**Problem**
Look through the entries for the line containing "pub type Result<T>". Then output that line and every line after it, exactly, to the end.

**Data for review**
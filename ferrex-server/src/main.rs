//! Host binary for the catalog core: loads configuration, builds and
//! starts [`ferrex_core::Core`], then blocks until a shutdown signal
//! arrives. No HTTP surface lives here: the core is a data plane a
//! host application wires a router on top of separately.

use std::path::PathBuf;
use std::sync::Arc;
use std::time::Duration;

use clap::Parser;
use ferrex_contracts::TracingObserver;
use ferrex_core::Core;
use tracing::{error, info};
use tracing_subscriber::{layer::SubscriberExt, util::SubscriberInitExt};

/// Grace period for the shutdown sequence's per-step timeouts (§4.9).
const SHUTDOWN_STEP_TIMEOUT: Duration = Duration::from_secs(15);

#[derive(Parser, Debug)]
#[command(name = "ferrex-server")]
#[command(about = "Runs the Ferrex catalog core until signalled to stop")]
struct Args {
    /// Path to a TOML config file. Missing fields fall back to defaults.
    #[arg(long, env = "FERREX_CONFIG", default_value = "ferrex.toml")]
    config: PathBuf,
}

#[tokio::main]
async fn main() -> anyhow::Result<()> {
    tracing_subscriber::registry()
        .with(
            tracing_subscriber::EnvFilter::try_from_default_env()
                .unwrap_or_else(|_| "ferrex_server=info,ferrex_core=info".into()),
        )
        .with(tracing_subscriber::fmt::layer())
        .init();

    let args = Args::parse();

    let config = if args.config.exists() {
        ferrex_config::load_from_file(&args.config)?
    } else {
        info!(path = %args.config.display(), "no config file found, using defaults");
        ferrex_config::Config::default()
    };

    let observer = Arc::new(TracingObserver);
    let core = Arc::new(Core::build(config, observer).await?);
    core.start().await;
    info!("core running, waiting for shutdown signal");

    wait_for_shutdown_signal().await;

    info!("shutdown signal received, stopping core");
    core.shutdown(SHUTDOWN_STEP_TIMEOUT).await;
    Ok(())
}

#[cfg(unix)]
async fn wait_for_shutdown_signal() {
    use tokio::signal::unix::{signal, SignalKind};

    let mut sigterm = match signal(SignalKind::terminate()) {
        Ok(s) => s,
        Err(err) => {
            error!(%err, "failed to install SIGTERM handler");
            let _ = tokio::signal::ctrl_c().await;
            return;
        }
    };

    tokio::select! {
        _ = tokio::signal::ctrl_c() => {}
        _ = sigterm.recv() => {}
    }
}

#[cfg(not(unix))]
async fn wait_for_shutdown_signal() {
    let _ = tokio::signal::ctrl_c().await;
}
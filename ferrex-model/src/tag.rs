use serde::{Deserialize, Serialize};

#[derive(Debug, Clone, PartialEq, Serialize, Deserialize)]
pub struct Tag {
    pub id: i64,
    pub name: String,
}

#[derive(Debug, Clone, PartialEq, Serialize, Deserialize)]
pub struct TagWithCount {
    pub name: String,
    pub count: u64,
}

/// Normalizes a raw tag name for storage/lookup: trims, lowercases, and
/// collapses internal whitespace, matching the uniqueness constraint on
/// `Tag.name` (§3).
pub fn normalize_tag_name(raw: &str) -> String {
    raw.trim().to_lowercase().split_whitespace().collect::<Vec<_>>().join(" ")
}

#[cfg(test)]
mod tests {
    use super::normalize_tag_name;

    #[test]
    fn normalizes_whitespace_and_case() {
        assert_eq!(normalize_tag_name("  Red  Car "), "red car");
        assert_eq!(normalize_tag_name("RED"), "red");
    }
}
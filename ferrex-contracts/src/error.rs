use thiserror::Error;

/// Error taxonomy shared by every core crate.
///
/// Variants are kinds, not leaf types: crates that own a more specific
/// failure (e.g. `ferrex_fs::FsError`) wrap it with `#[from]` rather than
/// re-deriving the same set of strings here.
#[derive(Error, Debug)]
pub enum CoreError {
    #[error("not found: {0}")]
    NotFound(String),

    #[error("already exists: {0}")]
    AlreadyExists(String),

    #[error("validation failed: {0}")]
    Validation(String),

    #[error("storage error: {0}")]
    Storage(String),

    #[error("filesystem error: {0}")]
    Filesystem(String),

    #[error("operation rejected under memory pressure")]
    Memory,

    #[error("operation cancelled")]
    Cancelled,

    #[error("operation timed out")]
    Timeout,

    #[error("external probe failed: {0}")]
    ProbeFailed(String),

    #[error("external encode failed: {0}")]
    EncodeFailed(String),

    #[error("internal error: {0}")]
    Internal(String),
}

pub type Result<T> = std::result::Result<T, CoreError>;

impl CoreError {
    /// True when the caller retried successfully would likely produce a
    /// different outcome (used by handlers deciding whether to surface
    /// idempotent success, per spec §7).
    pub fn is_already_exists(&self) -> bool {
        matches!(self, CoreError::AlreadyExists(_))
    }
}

**Answer**
pub type Result<T> = std::result::Result<T, CoreError>;

impl CoreError {
    /// True when the caller retried successfully would likely produce a
    /// different outcome (used by handlers deciding whether to surface
    /// idempotent success, per spec §7).
    pub fn is_already_exists(&self) -> bool {
        matches!(self, CoreError::AlreadyExists(_))
    }
}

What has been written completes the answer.